これは恋愛経験ゼロだとバレたくないカップルの物語

風巻

1章 嘘つきは波乱の始まり

第1話 プロローグ

 俺、天崎あまさきとおるは恋愛経験がゼロである。


 だけど高2で恋愛をしたことが無いのは別に普通のことだし、恥じる必要なんて無い。


 そもそもこの国には数百万人以上の高校生がいるわけで、全体的に見れば恋愛をしたことがない人の方が多いはず。


 そのはずだけど……。


(ウチの高校って異常にカップルが多いんだよなぁ……)


 そう、俺が昨年から通っているこの並坂なみさか高校はなぜかカップル率が高くて、毎朝幸せオーラ全開の連中で溢れているのだ。

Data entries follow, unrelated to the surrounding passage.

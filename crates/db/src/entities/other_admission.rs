use sea_orm::entity::prelude::*;

/// Enrollment detail. Same denormalized snapshot as the certified log plus
/// the financial and course-schedule fields; mutable after creation.
#[derive(Clone, Debug, PartialEq, DeriveEntityModel)]
#[sea_orm(table_name = "other_admissions")]
pub struct Model {
    #[sea_orm(primary_key)]
    pub id: i64,
    pub record_id: i64,
    pub phone_number: String,
    pub name: String,
    pub caller_name: String,
    pub response: Option<String>,
    pub discount_rate: Option<f64>,
    pub total_fees: Option<f64>,
    pub enrolled_course: Option<String>,
    pub fees_paid: Option<i64>,
    pub course_total_fees: Option<i64>,
    pub course_start_date: Option<DateTimeUtc>,
    pub course_end_date: Option<DateTimeUtc>,
    pub payment_mode: Option<String>,
    pub processed_by: i64,
    pub created_at: DateTimeUtc,
}

#[derive(Copy, Clone, Debug, EnumIter, DeriveRelation)]
pub enum Relation {}

impl ActiveModelBehavior for ActiveModel {}
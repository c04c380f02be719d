use std::collections::HashSet;

use thiserror::Error;

/// Header names accepted for the phone column, matched case-insensitively as
/// substrings in either direction.
const PHONE_HEADERS: &[&str] = &["phone", "mobile", "number", "contact", "cell", "telephone"];
const NAME_HEADERS: &[&str] = &["name", "customer", "client", "person", "full_name", "firstname"];

#[derive(Debug, Error)]
pub enum IntakeError {
    #[error("Unsupported file type: {0}")]
    UnsupportedFileType(String),
    #[error("No usable phone column among headers: {0}")]
    NoUsableColumn(String),
    #[error("Could not read file: {0}")]
    ReadFailed(#[from] csv::Error),
    #[error("No valid contacts after validation")]
    EmptyAfterValidation,
}

#[derive(Debug, Clone, PartialEq, Eq)]
pub struct Contact {
    pub phone: String,
    pub name: Option<String>,
}

fn header_matches(header: &str, candidate: &str) -> bool {
    let header = header.trim().to_lowercase();
    if header.is_empty() {
        return false;
    }
    header.contains(candidate) || candidate.contains(header.as_str())
}

fn find_column(headers: &[String], candidates: &[&str]) -> Option<usize> {
    headers.iter().position(|header| {
        candidates
            .iter()
            .any(|candidate| header_matches(header, candidate))
    })
}

/// Parses an uploaded contact sheet into a deduplicated contact list.
///
/// Only `.csv` files are accepted. Rows with a blank phone cell are dropped,
/// then duplicates by phone collapse to the first occurrence with order
/// preserved.
pub fn parse_sheet(filename: &str, bytes: &[u8]) -> Result<Vec<Contact>, IntakeError> {
    let extension = filename
        .rsplit_once('.')
        .map(|(_, ext)| ext.to_lowercase())
        .unwrap_or_default();
    if extension != "csv" {
        return Err(IntakeError::UnsupportedFileType(extension));
    }

    let mut reader = csv::Reader::from_reader(bytes);
    let headers: Vec<String> = reader
        .headers()?
        .iter()
        .map(|h| h.trim().to_string())
        .collect();

    let phone_col = find_column(&headers, PHONE_HEADERS)
        .ok_or_else(|| IntakeError::NoUsableColumn(headers.join(", ")))?;
    let name_col = find_column(&headers, NAME_HEADERS);

    let mut seen = HashSet::new();
    let mut contacts = Vec::new();
    for row in reader.records() {
        let row = row?;
        let phone = row.get(phone_col).unwrap_or_default().trim().to_string();
        if phone.is_empty() {
            continue;
        }
        if !seen.insert(phone.clone()) {
            continue;
        }
        let name = name_col
            .and_then(|col| row.get(col))
            .map(str::trim)
            .filter(|n| !n.is_empty())
            .map(str::to_string);
        contacts.push(Contact { phone, name });
    }

    if contacts.is_empty() {
        return Err(IntakeError::EmptyAfterValidation);
    }
    Ok(contacts)
}

#[cfg(test)]
mod tests {
    use super::*;

    #[test]
    fn sniffs_phone_and_name_columns_case_insensitively() {
        let csv = "Customer Name,Mobile No\nAna,5550001\nBob,5550002\n";
        let contacts = parse_sheet("leads.csv", csv.as_bytes()).unwrap();
        assert_eq!(contacts.len(), 2);
        assert_eq!(contacts[0].phone, "5550001");
        assert_eq!(contacts[0].name.as_deref(), Some("Ana"));
    }

    #[test]
    fn dedup_keeps_first_occurrence_in_order() {
        let csv = "phone,name\n111,First\n222,Second\n111,Again\n333,Third\n";
        let contacts = parse_sheet("leads.csv", csv.as_bytes()).unwrap();
        let phones: Vec<&str> = contacts.iter().map(|c| c.phone.as_str()).collect();
        assert_eq!(phones, vec!["111", "222", "333"]);
        assert_eq!(contacts[0].name.as_deref(), Some("First"));
    }

    #[test]
    fn blank_phones_are_dropped_before_dedup() {
        let csv = "phone,name\n  ,Ghost\n111,Ana\n";
        let contacts = parse_sheet("leads.csv", csv.as_bytes()).unwrap();
        assert_eq!(contacts.len(), 1);
        assert_eq!(contacts[0].phone, "111");
    }

    #[test]
    fn rejects_non_csv_extensions() {
        let err = parse_sheet("leads.xlsx", b"whatever").unwrap_err();
        assert!(matches!(err, IntakeError::UnsupportedFileType(ext) if ext == "xlsx"));
        let err = parse_sheet("noextension", b"whatever").unwrap_err();
        assert!(matches!(err, IntakeError::UnsupportedFileType(_)));
    }

    #[test]
    fn missing_phone_column_lists_headers() {
        let csv = "email,address\na@b.c,Street 1\n";
        let err = parse_sheet("leads.csv", csv.as_bytes()).unwrap_err();
        match err {
            IntakeError::NoUsableColumn(headers) => {
                assert!(headers.contains("email"));
                assert!(headers.contains("address"));
            }
            other => panic!("unexpected error: {other:?}"),
        }
    }

    #[test]
    fn all_blank_rows_report_empty() {
        let csv = "phone,name\n,\n ,\n";
        let err = parse_sheet("leads.csv", csv.as_bytes()).unwrap_err();
        assert!(matches!(err, IntakeError::EmptyAfterValidation));
    }
}
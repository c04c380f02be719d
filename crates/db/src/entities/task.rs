use sea_orm::entity::prelude::*;

use crate::types::TaskStatus;

#[derive(Clone, Debug, PartialEq, Eq, DeriveEntityModel)]
#[sea_orm(table_name = "tasks")]
pub struct Model {
    #[sea_orm(primary_key)]
    pub id: i64,
    pub title: String,
    pub description: Option<String>,
    pub assigned_to: i64,
    pub assigned_by: i64,
    pub deadline: Option<DateTimeUtc>,
    pub status: TaskStatus,
    pub progress: i32,
    pub created_at: DateTimeUtc,
    pub updated_at: DateTimeUtc,
}

#[derive(Copy, Clone, Debug, EnumIter, DeriveRelation)]
pub enum Relation {}

impl ActiveModelBehavior for ActiveModel {}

 ほんと勘弁してくれよと思いながら、今日も校舎へと続く坂道を登っていく。


 右に左に視線を向けると、朝からイチャつく男女の姿。何がそんなに楽しいのか、二人で手を繋ぎながら談笑している。


 そんな光景の中で、一際目立つ女子が歩いていた。


 彼女が歩くたびに周りの視線が集まり、まるでスターのようなオーラを纏っている。


 彼女の名前は千歳ちとせ梨花りか


 ハーフらしい金髪は太陽に反射して煌めいており、化粧品のCMで起用されてもおかしくないほどの、透明感のある白い肌。


 昔、奇跡の美少女コンテストで優勝した経歴があるらしいが、それを疑う人間は誰もいない。


 それだけ今もその美少女っぷりは健在しているのだ。


 千歳梨花こそ、この並坂高校のアイドル的存在であり、数多くの男子生徒が彼女に告白したらしい。


 だけどその全ての告白を断っているらしく、風の噂では別の学校に彼氏がいるとか。


 まあ、本当かどうかは定かではないが、何にしても俺には関係のないことである。 


 千歳はたまたま同じクラスになっただけの同級生だ。


 だから陰キャな上にぼっちの俺とは無縁の人間なので、遠巻きに眺めるくらいの存在でしかない。


 俺は千歳から視線を切ると、足早に自分の教室に向かった。



 ——しかし、この数時間後。


 俺はあの千歳に彼氏のフリを頼まれていた。